For each line below that holds "trim", return the line as it stands.

**Records for processing:**
┌──

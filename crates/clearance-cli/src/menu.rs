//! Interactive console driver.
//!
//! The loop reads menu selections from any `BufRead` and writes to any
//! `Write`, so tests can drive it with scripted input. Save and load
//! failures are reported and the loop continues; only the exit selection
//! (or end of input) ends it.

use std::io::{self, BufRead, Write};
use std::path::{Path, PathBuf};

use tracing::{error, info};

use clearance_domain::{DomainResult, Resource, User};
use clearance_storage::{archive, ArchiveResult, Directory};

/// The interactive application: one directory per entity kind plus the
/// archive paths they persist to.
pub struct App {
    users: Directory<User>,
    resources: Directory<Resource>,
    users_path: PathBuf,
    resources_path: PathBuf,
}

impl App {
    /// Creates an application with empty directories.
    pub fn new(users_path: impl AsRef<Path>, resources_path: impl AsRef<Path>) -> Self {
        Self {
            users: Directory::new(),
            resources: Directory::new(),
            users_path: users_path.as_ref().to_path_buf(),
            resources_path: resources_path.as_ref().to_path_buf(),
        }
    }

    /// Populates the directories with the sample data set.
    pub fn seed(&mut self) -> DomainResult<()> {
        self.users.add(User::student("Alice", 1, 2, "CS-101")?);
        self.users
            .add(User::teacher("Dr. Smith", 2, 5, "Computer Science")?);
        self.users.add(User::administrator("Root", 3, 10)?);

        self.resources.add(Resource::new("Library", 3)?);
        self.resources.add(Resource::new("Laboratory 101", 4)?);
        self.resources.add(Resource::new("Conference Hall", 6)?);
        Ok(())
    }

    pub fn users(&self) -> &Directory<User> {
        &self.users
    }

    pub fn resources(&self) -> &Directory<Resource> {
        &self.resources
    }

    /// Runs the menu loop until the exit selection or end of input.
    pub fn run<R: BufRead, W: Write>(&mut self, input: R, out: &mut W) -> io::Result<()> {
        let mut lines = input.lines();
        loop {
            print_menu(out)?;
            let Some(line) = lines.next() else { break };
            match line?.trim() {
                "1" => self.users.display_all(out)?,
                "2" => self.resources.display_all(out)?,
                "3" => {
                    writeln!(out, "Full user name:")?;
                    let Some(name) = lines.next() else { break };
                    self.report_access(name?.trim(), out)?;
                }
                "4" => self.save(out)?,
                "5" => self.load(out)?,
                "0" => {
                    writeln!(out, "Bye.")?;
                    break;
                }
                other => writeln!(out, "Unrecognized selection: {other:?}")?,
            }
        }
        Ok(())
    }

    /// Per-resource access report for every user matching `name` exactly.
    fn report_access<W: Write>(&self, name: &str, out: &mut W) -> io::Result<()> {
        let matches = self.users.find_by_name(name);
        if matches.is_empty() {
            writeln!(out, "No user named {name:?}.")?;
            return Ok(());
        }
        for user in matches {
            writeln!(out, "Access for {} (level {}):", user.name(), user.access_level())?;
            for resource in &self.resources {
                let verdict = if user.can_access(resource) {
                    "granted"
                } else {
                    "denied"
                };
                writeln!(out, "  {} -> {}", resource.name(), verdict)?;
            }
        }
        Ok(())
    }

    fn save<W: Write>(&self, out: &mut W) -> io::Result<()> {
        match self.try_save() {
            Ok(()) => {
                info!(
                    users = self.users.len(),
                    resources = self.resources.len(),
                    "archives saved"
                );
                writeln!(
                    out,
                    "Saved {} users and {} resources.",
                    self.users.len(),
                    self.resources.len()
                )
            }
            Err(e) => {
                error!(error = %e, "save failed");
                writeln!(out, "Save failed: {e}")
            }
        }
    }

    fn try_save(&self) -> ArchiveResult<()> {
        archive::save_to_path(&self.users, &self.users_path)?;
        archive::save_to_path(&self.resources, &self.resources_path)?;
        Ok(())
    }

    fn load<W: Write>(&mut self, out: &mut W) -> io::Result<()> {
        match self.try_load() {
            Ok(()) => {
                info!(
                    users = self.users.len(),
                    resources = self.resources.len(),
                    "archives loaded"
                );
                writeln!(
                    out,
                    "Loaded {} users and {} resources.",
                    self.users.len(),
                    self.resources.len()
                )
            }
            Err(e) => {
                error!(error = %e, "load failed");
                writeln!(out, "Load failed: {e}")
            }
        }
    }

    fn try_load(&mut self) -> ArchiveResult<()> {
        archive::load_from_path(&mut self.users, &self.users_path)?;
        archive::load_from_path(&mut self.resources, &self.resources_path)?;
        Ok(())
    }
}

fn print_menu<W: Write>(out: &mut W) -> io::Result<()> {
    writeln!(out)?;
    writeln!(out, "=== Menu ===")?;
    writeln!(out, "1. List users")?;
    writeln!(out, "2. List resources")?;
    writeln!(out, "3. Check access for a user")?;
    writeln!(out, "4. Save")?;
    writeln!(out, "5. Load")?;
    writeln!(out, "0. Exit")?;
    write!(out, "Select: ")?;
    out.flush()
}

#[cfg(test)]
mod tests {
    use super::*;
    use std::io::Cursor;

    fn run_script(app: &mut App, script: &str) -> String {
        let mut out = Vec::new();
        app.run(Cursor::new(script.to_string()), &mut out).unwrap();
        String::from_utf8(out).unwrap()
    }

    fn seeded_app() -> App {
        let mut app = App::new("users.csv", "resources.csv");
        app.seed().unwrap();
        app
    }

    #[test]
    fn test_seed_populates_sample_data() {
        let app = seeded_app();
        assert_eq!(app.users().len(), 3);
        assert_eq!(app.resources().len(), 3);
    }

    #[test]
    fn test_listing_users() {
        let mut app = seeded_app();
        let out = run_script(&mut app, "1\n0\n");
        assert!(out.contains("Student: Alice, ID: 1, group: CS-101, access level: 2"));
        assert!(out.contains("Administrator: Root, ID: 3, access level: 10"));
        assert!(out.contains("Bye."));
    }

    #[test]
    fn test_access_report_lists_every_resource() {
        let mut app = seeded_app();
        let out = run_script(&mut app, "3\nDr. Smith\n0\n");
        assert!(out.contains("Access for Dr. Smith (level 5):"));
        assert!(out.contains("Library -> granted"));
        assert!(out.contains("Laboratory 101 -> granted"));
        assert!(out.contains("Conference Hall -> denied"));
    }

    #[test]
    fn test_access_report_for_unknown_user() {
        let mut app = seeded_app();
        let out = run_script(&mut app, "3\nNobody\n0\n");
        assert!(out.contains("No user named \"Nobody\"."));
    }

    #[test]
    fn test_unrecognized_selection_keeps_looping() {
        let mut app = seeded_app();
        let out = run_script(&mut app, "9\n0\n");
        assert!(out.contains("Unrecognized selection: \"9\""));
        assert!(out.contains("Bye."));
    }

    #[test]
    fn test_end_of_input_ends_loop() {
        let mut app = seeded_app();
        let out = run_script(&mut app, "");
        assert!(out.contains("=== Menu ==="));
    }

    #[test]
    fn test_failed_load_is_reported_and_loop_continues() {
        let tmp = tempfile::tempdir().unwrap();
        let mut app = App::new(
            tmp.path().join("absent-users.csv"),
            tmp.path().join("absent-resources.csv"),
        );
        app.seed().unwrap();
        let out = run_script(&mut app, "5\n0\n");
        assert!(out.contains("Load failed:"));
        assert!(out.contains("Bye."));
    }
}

└──
┌──

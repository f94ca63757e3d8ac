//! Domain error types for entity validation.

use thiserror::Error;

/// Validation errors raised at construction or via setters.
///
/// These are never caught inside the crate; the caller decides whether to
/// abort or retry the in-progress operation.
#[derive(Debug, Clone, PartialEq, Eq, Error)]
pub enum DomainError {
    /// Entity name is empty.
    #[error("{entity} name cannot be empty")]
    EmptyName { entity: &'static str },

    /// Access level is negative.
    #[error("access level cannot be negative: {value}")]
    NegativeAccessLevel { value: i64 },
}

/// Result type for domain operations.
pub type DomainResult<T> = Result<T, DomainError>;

└──

**Response to the exercise:**
            match line?.trim() {
                    self.report_access(name?.trim(), out)?;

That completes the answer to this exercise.